SM: Yes. I think, relative to most companies in the industry, we have a strong engineering department, which is good in product design, and our sales people are sales engineers. So we have good upfront experience. And I think we're just as good when comes down to actually doing the production tooling, the production jigs and fixtures that it takes to make what was designed repetitive and cost effective in the long run.
D2P: How many people does Profile Plastics employ, and approximately how many engineers do you have on staff?
SM: We have been between 80 and 100 in number of employees, and we're closer to 80 now than the 100. We have approximately 10 engineers.
D2P: Are they from different engineering backgrounds, like mechanical engineering and plastics engineering?
SM: Yes, those are the two most common ones: chemical engineering and mechanical engineering, and there's also an industrial engineer.
D2P: Profile also serves customers in the transportation and industrial markets, making things like truck fascia and an enclosure for programmable theater lighting. Can you tell us a little bit about your work for either of these markets?
SM: The common point, of course, is that the parts generally have to be physically large and we use the words 'highly cosmetic' because that generally leads it to pressure forming and molded-in color and a significant amount of molding detail that add to the 'value added' of the design. We don't do automotive exterior parts for obvious reasons; it's way too high a volume. But for heavy truck and industrial applications, the industrial people are the last ones to go from the metal boxes to all the benefits, appearance wise, of plastic covers, some because a lot of industrial equipment's in pretty rugged use, where it's exposed to bumps or bruises or chemical environments, or high temperature, that type of thing. But as plastics get better and better in paneling for high temperature and harsh environments, those applications are converting over to plastic covers as well.
It seems that there's a general need for a higher level of appearance in something as simple as a mold chiller, a functional product that you wouldn't think would have to be too high design, but there are a lot of companies that see that as the way to differentiate their product from another product. So using plastic design is one way to do that.
D2P: How do you see the future direction of Profile Plastics taking shape?
SM: Well, I think the market niche is geared by sort of structural things, like, injection molding needs two tools, and some process reasons. Whether the niche will grow largely depends on the U.S. industrial base because we make parts for other people. We used to make a lot of exercise equipment and, maybe five years after we made parts and shipped them to assembly plants in the Midwest, we started making parts and they would be shipped to China.

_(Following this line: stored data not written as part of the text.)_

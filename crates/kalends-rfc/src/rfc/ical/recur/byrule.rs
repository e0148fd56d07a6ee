//! BYxxx rule evaluation for one period of a recurrence rule.
//!
//! Each period's candidate days are the days of the period (a whole year,
//! month or week, or a single day) that pass every day-level rule; each day
//! is then expanded by the time-level rules and BYSETPOS picks from the
//! sorted batch. Rules coarser than the frequency therefore limit and rules
//! finer than it expand, which is the RFC 5545 §3.3.10 table.

use chrono::{Datelike, Days, NaiveDate, NaiveDateTime, NaiveTime, Timelike, Weekday};

use crate::rfc::ical::core::{Frequency, RRule};

/// The unit a sub-daily period was rejected at.
#[derive(Debug, Clone, Copy, PartialEq, Eq)]
pub(super) enum Skip {
    Day,
    Hour,
    Minute,
}

/// The outcome of evaluating one period.
#[derive(Debug)]
pub(super) enum Batch {
    /// Sorted, duplicate-free wall-clock instants.
    Instants(Vec<NaiveDateTime>),
    /// Nothing until the next boundary of this unit can match.
    Skip(Skip),
}

/// A rule's BYxxx parts, normalized for evaluation.
#[derive(Debug, Clone)]
pub(super) struct Rules {
    freq: Frequency,
    months: Vec<u32>,
    week_nos: Vec<i64>,
    year_days: Vec<i64>,
    month_days: Vec<i64>,
    weekdays: Vec<Weekday>,
    nth_weekdays: Vec<(i64, Weekday)>,
    hours: Vec<u32>,
    minutes: Vec<u32>,
    seconds: Vec<u32>,
    set_pos: Vec<i64>,
    week_start: Weekday,
    date_only: bool,
}

impl Rules {
    /// ## Summary
    /// Normalizes `rule` against the wall clock of its start.
    ///
    /// Parts the rule leaves out are taken from the start: the day of month
    /// for MONTHLY, the month and day for YEARLY, the weekday for WEEKLY and
    /// for a YEARLY rule with only BYWEEKNO, and the time of day down to the
    /// frequency's unit. Time parts are ignored for a DATE start.
    pub(super) fn new(rule: &RRule, start: NaiveDateTime, date_only: bool) -> Self {
        let freq = rule.freq();
        let mut weekdays = Vec::new();
        let mut nth_weekdays = Vec::new();
        for day in rule.by_day() {
            match day.ordinal {
                Some(n) if matches!(freq, Frequency::Monthly | Frequency::Yearly) => {
                    nth_weekdays.push((i64::from(n), day.weekday.to_chrono()));
                }
                _ => weekdays.push(day.weekday.to_chrono()),
            }
        }

        let mut months: Vec<u32> = rule.by_month().iter().copied().map(u32::from).collect();
        let week_nos: Vec<i64> = rule.by_week_no().iter().copied().map(i64::from).collect();
        let year_days: Vec<i64> = rule.by_year_day().iter().copied().map(i64::from).collect();
        let mut month_days: Vec<i64> = rule.by_month_day().iter().copied().map(i64::from).collect();

        let no_weekday = weekdays.is_empty() && nth_weekdays.is_empty();
        if week_nos.is_empty() && year_days.is_empty() && month_days.is_empty() && no_weekday {
            match freq {
                Frequency::Yearly => {
                    if months.is_empty() {
                        months.push(start.month());
                    }
                    month_days.push(i64::from(start.day()));
                }
                Frequency::Monthly => month_days.push(i64::from(start.day())),
                Frequency::Weekly => weekdays.push(start.weekday()),
                _ => {}
            }
        } else if freq == Frequency::Yearly
            && !week_nos.is_empty()
            && year_days.is_empty()
            && month_days.is_empty()
            && no_weekday
        {
            weekdays.push(start.weekday());
        }

        let fill = |by: &[u8], default: u32, expands: bool| -> Vec<u32> {
            if by.is_empty() && expands {
                vec![default]
            } else {
                let mut values: Vec<u32> = by.iter().copied().map(u32::from).collect();
                values.sort_unstable();
                values.dedup();
                values
            }
        };
        let hours = fill(rule.by_hour(), start.hour(), freq > Frequency::Hourly);
        let minutes = fill(rule.by_minute(), start.minute(), freq > Frequency::Minutely);
        let seconds = fill(rule.by_second(), start.second(), freq > Frequency::Secondly);

        Self {
            freq,
            months,
            week_nos,
            year_days,
            month_days,
            weekdays,
            nth_weekdays,
            hours,
            minutes,
            seconds,
            set_pos: rule.by_set_pos().iter().copied().map(i64::from).collect(),
            week_start: rule.week_start().to_chrono(),
            date_only,
        }
    }

    /// Evaluates the period beginning at `anchor`.
    pub(super) fn expand(&self, anchor: NaiveDateTime) -> Batch {
        let date = anchor.date();
        let instants = match self.freq {
            Frequency::Yearly | Frequency::Monthly | Frequency::Weekly | Frequency::Daily => {
                let mut out = Vec::new();
                for day in self.period_days(date).filter(|d| self.day_matches(*d)) {
                    if self.date_only {
                        out.push(day.and_time(NaiveTime::MIN));
                    } else {
                        out.extend(self.times(&self.hours, &self.minutes).map(|t| day.and_time(t)));
                    }
                }
                out
            }
            Frequency::Hourly => {
                if !self.day_matches(date) {
                    return Batch::Skip(Skip::Day);
                }
                if !accepts(&self.hours, anchor.hour()) {
                    return Batch::Instants(Vec::new());
                }
                self.times(&[anchor.hour()], &self.minutes)
                    .map(|t| date.and_time(t))
                    .collect()
            }
            Frequency::Minutely => {
                if !self.day_matches(date) {
                    return Batch::Skip(Skip::Day);
                }
                if !accepts(&self.hours, anchor.hour()) {
                    return Batch::Skip(Skip::Hour);
                }
                if !accepts(&self.minutes, anchor.minute()) {
                    return Batch::Instants(Vec::new());
                }
                self.times(&[anchor.hour()], &[anchor.minute()])
                    .map(|t| date.and_time(t))
                    .collect()
            }
            Frequency::Secondly => {
                if !self.day_matches(date) {
                    return Batch::Skip(Skip::Day);
                }
                if !accepts(&self.hours, anchor.hour()) {
                    return Batch::Skip(Skip::Hour);
                }
                if !accepts(&self.minutes, anchor.minute()) {
                    return Batch::Skip(Skip::Minute);
                }
                if accepts(&self.seconds, anchor.second()) {
                    vec![anchor]
                } else {
                    Vec::new()
                }
            }
        };
        Batch::Instants(self.select(instants))
    }

    /// Times of day from the given hours and minutes and the rule's seconds.
    fn times<'a>(&'a self, hours: &'a [u32], minutes: &'a [u32]) -> impl Iterator<Item = NaiveTime> + 'a {
        hours.iter().flat_map(move |&h| {
            minutes.iter().flat_map(move |&m| {
                self.seconds
                    .iter()
                    .filter_map(move |&s| NaiveTime::from_hms_opt(h, m, s))
            })
        })
    }

    /// Sorts the batch and applies BYSETPOS.
    fn select(&self, mut instants: Vec<NaiveDateTime>) -> Vec<NaiveDateTime> {
        instants.sort_unstable();
        instants.dedup();
        if self.set_pos.is_empty() || instants.is_empty() {
            return instants;
        }

        let Ok(len) = i64::try_from(instants.len()) else {
            return Vec::new();
        };
        let mut picked: Vec<NaiveDateTime> = self
            .set_pos
            .iter()
            .filter_map(|&pos| {
                let index = if pos > 0 { pos - 1 } else { len + pos };
                usize::try_from(index)
                    .ok()
                    .and_then(|i| instants.get(i).copied())
            })
            .collect();
        picked.sort_unstable();
        picked.dedup();
        picked
    }

    /// Days of the period starting on `anchor`.
    fn period_days(&self, anchor: NaiveDate) -> impl Iterator<Item = NaiveDate> {
        let (year, month) = (anchor.year(), anchor.month());
        let freq = self.freq;
        anchor
            .iter_days()
            .enumerate()
            .take_while(move |(i, d)| match freq {
                Frequency::Yearly => d.year() == year,
                Frequency::Monthly => d.month() == month && d.year() == year,
                Frequency::Weekly => *i < 7,
                _ => *i < 1,
            })
            .map(|(_, d)| d)
    }

    fn day_matches(&self, date: NaiveDate) -> bool {
        if !self.months.is_empty() && !self.months.contains(&date.month()) {
            return false;
        }
        if !self.week_nos.is_empty() && !self.matches_week_no(date) {
            return false;
        }
        if !self.year_days.is_empty()
            && !matches_signed(&self.year_days, date.ordinal(), days_in_year(date.year()))
        {
            return false;
        }
        if !self.month_days.is_empty()
            && !matches_signed(&self.month_days, date.day(), days_in_month(date))
        {
            return false;
        }
        if self.weekdays.is_empty() && self.nth_weekdays.is_empty() {
            return true;
        }
        let weekday = date.weekday();
        self.weekdays.contains(&weekday)
            || self
                .nth_weekdays
                .iter()
                .any(|&(n, wd)| wd == weekday && self.is_nth(date, n))
    }

    /// Whether `date` is the `n`th of its weekday within the month (MONTHLY,
    /// or YEARLY with BYMONTH) or the year.
    fn is_nth(&self, date: NaiveDate, n: i64) -> bool {
        let month_scope = self.freq == Frequency::Monthly
            || (self.freq == Frequency::Yearly && !self.months.is_empty());
        let (pos, len) = if month_scope {
            (date.day(), days_in_month(date))
        } else {
            (date.ordinal(), days_in_year(date.year()))
        };
        if n > 0 {
            n == i64::from((pos - 1) / 7 + 1)
        } else {
            -n == i64::from((len - pos) / 7 + 1)
        }
    }

    fn matches_week_no(&self, date: NaiveDate) -> bool {
        let Some((week, weeks)) = week_of(date, self.week_start) else {
            return false;
        };
        self.week_nos
            .iter()
            .any(|&n| n == week || (n < 0 && weeks + n + 1 == week))
    }
}

fn accepts(values: &[u32], value: u32) -> bool {
    values.is_empty() || values.contains(&value)
}

/// Matches `value` (1-based) against positive and from-the-end entries.
fn matches_signed(entries: &[i64], value: u32, len: u32) -> bool {
    let (value, len) = (i64::from(value), i64::from(len));
    entries
        .iter()
        .any(|&n| n == value || (n < 0 && len + n + 1 == value))
}

pub(super) fn days_in_month(date: NaiveDate) -> u32 {
    let (year, month) = (date.year(), date.month());
    NaiveDate::from_ymd_opt(year, month + 1, 1)
        .or_else(|| NaiveDate::from_ymd_opt(year + 1, 1, 1))
        .and_then(|d| d.pred_opt())
        .map_or(31, |d| d.day())
}

fn days_in_year(year: i32) -> u32 {
    NaiveDate::from_ymd_opt(year, 12, 31).map_or(365, |d| d.ordinal())
}

/// Returns the first day of the week containing `date`, weeks starting on
/// `week_start`.
pub(super) fn week_containing(date: NaiveDate, week_start: Weekday) -> Option<NaiveDate> {
    let back = (7 + date.weekday().num_days_from_monday() - week_start.num_days_from_monday()) % 7;
    date.checked_sub_days(Days::new(u64::from(back)))
}

/// First day of week 1: the week holding January 4th, so at least four of
/// its days fall in the year.
fn week_one(year: i32, week_start: Weekday) -> Option<NaiveDate> {
    week_containing(NaiveDate::from_ymd_opt(year, 1, 4)?, week_start)
}

/// Returns the week number of `date` and the number of weeks in its
/// week-numbering year.
fn week_of(date: NaiveDate, week_start: Weekday) -> Option<(i64, i64)> {
    let year = date.year();
    let week_year = if date >= week_one(year + 1, week_start)? {
        year + 1
    } else if date < week_one(year, week_start)? {
        year - 1
    } else {
        year
    };
    let first = week_one(week_year, week_start)?;
    let following = week_one(week_year + 1, week_start)?;
    Some((
        (date - first).num_days() / 7 + 1,
        (following - first).num_days() / 7,
    ))
}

Now, the whole machine comes in a box from China, so there is no assembly in Chicago anymore and, as a result, we don't make parts and send them to China. They can make their own parts and bring it all in in a box. So how significant is that trend, and will that trend slow down? Your guess is as good as mine. We'd like to think it will, but it's got a pretty good head start.
But I think our type of products will be some of the last ones. As for exercise equipment, actually, another thing happened on the way to the ball. Exercise equipment got to be very big business, so it no longer was a thousand or 2,000 a year; it was 10,000 a year. Well, that changes the economics. We would not be doing that part today because the volume is so high. That's the normal evolution of our applications. We have to deal with things that are physically large and relatively low volume, and if they become very popular and get very large volume-wise, they go to more efficient processes.